> WHAT YOU WILL DO: There is a line below that contains "redaction for logs". Please reproduce it and all following lines exactly, through the final one.

[Extracted records]
- Opening Delimiter -

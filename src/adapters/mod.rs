//! Adapters layer: Concrete implementations of ports.
//!
//! - `forest`: random forest binary classifier
//! - `logistic`: logistic regression binary classifier
//! - `fs_store`: versioned, checksummed bundle directories
//! - `dataset_io`: JSON-lines training data
//! - `sanitize`: identifier redaction for logs

pub mod dataset_io;
mod forest;
mod fs_store;
mod logistic;
pub mod sanitize;

pub use forest::{ForestConfig, RandomForest};
pub use fs_store::FsBundleStore;
pub use logistic::{LogisticConfig, LogisticRegression};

- Closing Delimiter -

> EXPECTED OUTPUT:
//! - `sanitize`: identifier redaction for logs

pub mod dataset_io;
mod forest;
mod fs_store;
mod logistic;
pub mod sanitize;

pub use forest::{ForestConfig, RandomForest};
pub use fs_store::FsBundleStore;
pub use logistic::{LogisticConfig, LogisticRegression};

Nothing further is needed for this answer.